Parmi les pistes évoquées pour libérer de la masse salariale, plusieurs noms circulent, notamment ceux de joueurs dont les contrats sont arrivés à échéance ou dont les performances ne justifient plus un salaire élevé. Une opération risquée, alors que l’UBB mise sur la stabilité pour viser le titre de champion de France. D’autant que le club mise aussi sur d’autres talents maison, comme Antoine Dupont, dont le salaire est bien supérieur à celui de Bielle-Biarrey.

Toulon, un rival sérieux pour séduire Bielle-Biarrey

Le RC Toulon, l’un des clubs les plus ambitieux du Top 14, n’a pas caché son intérêt pour Bielle-Biarrey. Selon Rugbypass, le club varois serait prêt à proposer une offre financière bien supérieure à celle de l’UBB pour attirer le joueur. Un argument de poids, alors que le salaire de Bielle-Biarrey à Toulon pourrait facilement dépasser les **600 000 euros brut par an**, voire plus, en fonction des primes.

Pour Bordeaux, la donne est donc simple : soit il parvient à convaincre Bielle-Biarrey de rester malgré les contraintes budgétaires, soit il devra accepter de le perdre au profit d’un rival comme Toulon. Une situation qui rappelle celle d’autres clubs français ces dernières années, contraints de laisser partir leurs talents faute de moyens suffisants. Pour l’UBB, l’enjeu est double : conserver une pépite tout en respectant les règles du championnat.

Et maintenant ?

D’ici la fin de la saison 2025-2026, l’UBB devra trancher : soit elle trouve une solution pour prolonger Bielle-Biarrey en ajustant son effectif, soit elle acceptera de le voir partir. Une décision qui pourrait être prise dès avril 2026, selon Sud Ouest. Pour le joueur, le choix sera également cornélien : rester dans un club où il est épanoui, mais avec un salaire limité, ou tenter l’aventure ailleurs avec une rémunération plus attractive. Une chose est sûre : les prochains mois s’annoncent décisifs pour l’avenir de l’ailier français en Top 14.

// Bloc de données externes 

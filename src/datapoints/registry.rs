//! Codec registry
//!
//! Process-wide map from data-store type tag to [`ValueCodec`]. The row
//! cache resolves its per-file type ids back to tags and looks the codec up
//! here on the read path.

use crate::datapoints::codec::{
    ComplexCodec, DefaultValueFactory, DoubleCodec, FractionCodec, LegacyCodec, LongCodec,
    NullCodec, StringCodec, ValueCodec,
};
use crate::datapoints::error::{CodecError, CodecResult};
use crate::datapoints::types::{DataPoint, DOUBLE_TYPE, LEGACY_TYPE, LONG_TYPE};
use serde_json::Value;
use std::collections::HashMap;
use std::fmt;
use std::sync::Arc;

/// Registry of value codecs keyed by data-store type tag
pub struct CodecRegistry {
    codecs: HashMap<String, Arc<dyn ValueCodec>>,
    long_factory: Arc<dyn DefaultValueFactory<i64>>,
    double_factory: Arc<dyn DefaultValueFactory<f64>>,
}

impl CodecRegistry {
    /// Create an empty registry with the plain long/double factories
    pub fn new() -> Self {
        Self {
            codecs: HashMap::new(),
            long_factory: Arc::new(LongCodec),
            double_factory: Arc::new(DoubleCodec),
        }
    }

    /// Create a registry with every built-in codec registered
    pub fn with_defaults() -> Self {
        let mut registry = Self::new();
        let codecs: [Arc<dyn ValueCodec>; 7] = [
            Arc::new(LongCodec),
            Arc::new(DoubleCodec),
            Arc::new(StringCodec),
            Arc::new(LegacyCodec),
            Arc::new(NullCodec),
            Arc::new(ComplexCodec),
            Arc::new(FractionCodec),
        ];
        for codec in codecs {
            let tag = codec.data_store_type().to_string();
            registry.register(tag, codec);
        }
        registry
    }

    /// Register (or replace) the codec for `type_tag`
    pub fn register(&mut self, type_tag: impl Into<String>, codec: Arc<dyn ValueCodec>) {
        let type_tag = type_tag.into();
        if self.codecs.insert(type_tag.clone(), codec).is_some() {
            tracing::debug!(type_tag = %type_tag, "Replaced registered codec");
        }
    }

    /// Choose which factory builds long values from scratch
    ///
    /// Accepts `kairos_long` or `kairos_legacy`.
    pub fn set_default_long_type(&mut self, type_tag: &str) -> CodecResult<()> {
        self.long_factory = match type_tag {
            LONG_TYPE => Arc::new(LongCodec),
            LEGACY_TYPE => Arc::new(LegacyCodec),
            other => return Err(CodecError::UnknownTypeTag(other.to_string())),
        };
        Ok(())
    }

    /// Choose which factory builds double values from scratch
    ///
    /// Accepts `kairos_double` or `kairos_legacy`.
    pub fn set_default_double_type(&mut self, type_tag: &str) -> CodecResult<()> {
        self.double_factory = match type_tag {
            DOUBLE_TYPE => Arc::new(DoubleCodec),
            LEGACY_TYPE => Arc::new(LegacyCodec),
            other => return Err(CodecError::UnknownTypeTag(other.to_string())),
        };
        Ok(())
    }

    /// Look up the codec for a type tag
    pub fn get(&self, type_tag: &str) -> Option<&Arc<dyn ValueCodec>> {
        self.codecs.get(type_tag)
    }

    pub fn contains(&self, type_tag: &str) -> bool {
        self.codecs.contains_key(type_tag)
    }

    /// All registered type tags, sorted
    pub fn type_tags(&self) -> Vec<&str> {
        let mut tags: Vec<&str> = self.codecs.keys().map(String::as_str).collect();
        tags.sort_unstable();
        tags
    }

    fn codec(&self, type_tag: &str) -> CodecResult<&Arc<dyn ValueCodec>> {
        self.codecs
            .get(type_tag)
            .ok_or_else(|| CodecError::UnknownTypeTag(type_tag.to_string()))
    }

    /// Encode the payload of `point` with the codec for its own type tag
    pub fn encode(&self, point: &DataPoint, sink: &mut Vec<u8>) -> CodecResult<()> {
        self.codec(point.data_store_type())?.encode(point, sink)
    }

    /// Decode one payload of kind `type_tag` from `source`
    pub fn decode(
        &self,
        type_tag: &str,
        timestamp: i64,
        source: &mut &[u8],
    ) -> CodecResult<DataPoint> {
        self.codec(type_tag)?.decode(timestamp, source)
    }

    /// Build a data point of kind `type_tag` from parsed JSON
    pub fn decode_json(&self, type_tag: &str, timestamp: i64, json: &Value) -> CodecResult<DataPoint> {
        self.codec(type_tag)?.decode_json(timestamp, json)
    }

    /// Create a long-valued point with the configured default factory
    pub fn create_long(&self, timestamp: i64, value: i64) -> DataPoint {
        self.long_factory.create(timestamp, value)
    }

    /// Create a double-valued point with the configured default factory
    pub fn create_double(&self, timestamp: i64, value: f64) -> DataPoint {
        self.double_factory.create(timestamp, value)
    }
}

impl Default for CodecRegistry {
    fn default() -> Self {
        Self::with_defaults()
    }
}

impl fmt::Debug for CodecRegistry {
    fn fmt(&self, f: &mut fmt::Formatter<'_>) -> fmt::Result {
        f.debug_struct("CodecRegistry")
            .field("type_tags", &self.type_tags())
            .finish()
    }
}

#[cfg(test)]
mod tests {
    use super::*;
    use crate::datapoints::types::{NULL_TYPE, STRING_TYPE};
    use serde_json::json;

    #[test]
    fn test_defaults_registered() {
        let registry = CodecRegistry::with_defaults();
        assert_eq!(registry.type_tags().len(), 7);
        assert!(registry.contains(LONG_TYPE));
        assert!(registry.contains(NULL_TYPE));
        assert!(CodecRegistry::new().type_tags().is_empty());
    }

    #[test]
    fn test_registry_roundtrip() {
        let registry = CodecRegistry::with_defaults();
        let points = vec![
            DataPoint::long(1, -9),
            DataPoint::double(2, 9.5),
            DataPoint::string(3, "idle"),
            DataPoint::legacy_double(4, 0.1),
            DataPoint::null(5),
            DataPoint::complex(6, 0.0, 1.0),
            DataPoint::fraction(7, 2, 3).unwrap(),
        ];

        for point in points {
            let mut buf = Vec::new();
            registry.encode(&point, &mut buf).unwrap();
            let mut source = buf.as_slice();
            let decoded = registry
                .decode(point.data_store_type(), point.timestamp(), &mut source)
                .unwrap();
            assert_eq!(decoded, point);
        }
    }

    #[test]
    fn test_unknown_type_tag() {
        let registry = CodecRegistry::with_defaults();
        let mut source: &[u8] = &[1, 2, 3];
        let err = registry.decode("kairos_bogus", 0, &mut source).unwrap_err();
        assert!(matches!(err, CodecError::UnknownTypeTag(tag) if tag == "kairos_bogus"));

        let empty = CodecRegistry::new();
        let mut buf = Vec::new();
        assert!(empty.encode(&DataPoint::long(0, 1), &mut buf).is_err());
    }

    #[test]
    fn test_decode_json_by_tag() {
        let registry = CodecRegistry::with_defaults();
        let point = registry.decode_json(STRING_TYPE, 10, &json!("busy")).unwrap();
        assert_eq!(point, DataPoint::string(10, "busy"));
        assert!(registry.decode_json("nope", 10, &json!(1)).is_err());
    }

    #[test]
    fn test_default_factories_configurable() {
        let mut registry = CodecRegistry::with_defaults();
        assert_eq!(registry.create_long(1, 2), DataPoint::long(1, 2));
        assert_eq!(registry.create_double(1, 2.0), DataPoint::double(1, 2.0));

        registry.set_default_long_type(LEGACY_TYPE).unwrap();
        registry.set_default_double_type(LEGACY_TYPE).unwrap();
        assert_eq!(registry.create_long(1, 2), DataPoint::legacy_long(1, 2));
        assert_eq!(registry.create_double(1, 2.0), DataPoint::legacy_double(1, 2.0));

        assert!(registry.set_default_long_type(STRING_TYPE).is_err());
    }
}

Quoi qu’il en soit, l’UBB devra composer avec une réalité implacable : le salary cap ne laisse que peu de place à l’erreur. Bielle-Biarrey, lui, continuera d’être courtisé, tant ses performances en font l’une des perles du rugby français. Son avenir dépendra désormais des choix stratégiques des clubs, mais aussi de sa propre volonté de rester ou non à Bordeaux.

Selon Rugbypass, cité par RMC Sport, Louis Bielle-Biarrey toucherait actuellement **350 000 euros brut par an** à l’Union Bordeaux-Bègles.

Louis Bielle-Biarrey pourra engager des discussions avec d’autres clubs à partir de la fin de la saison 2025-2026, soit en mai ou juin 2026.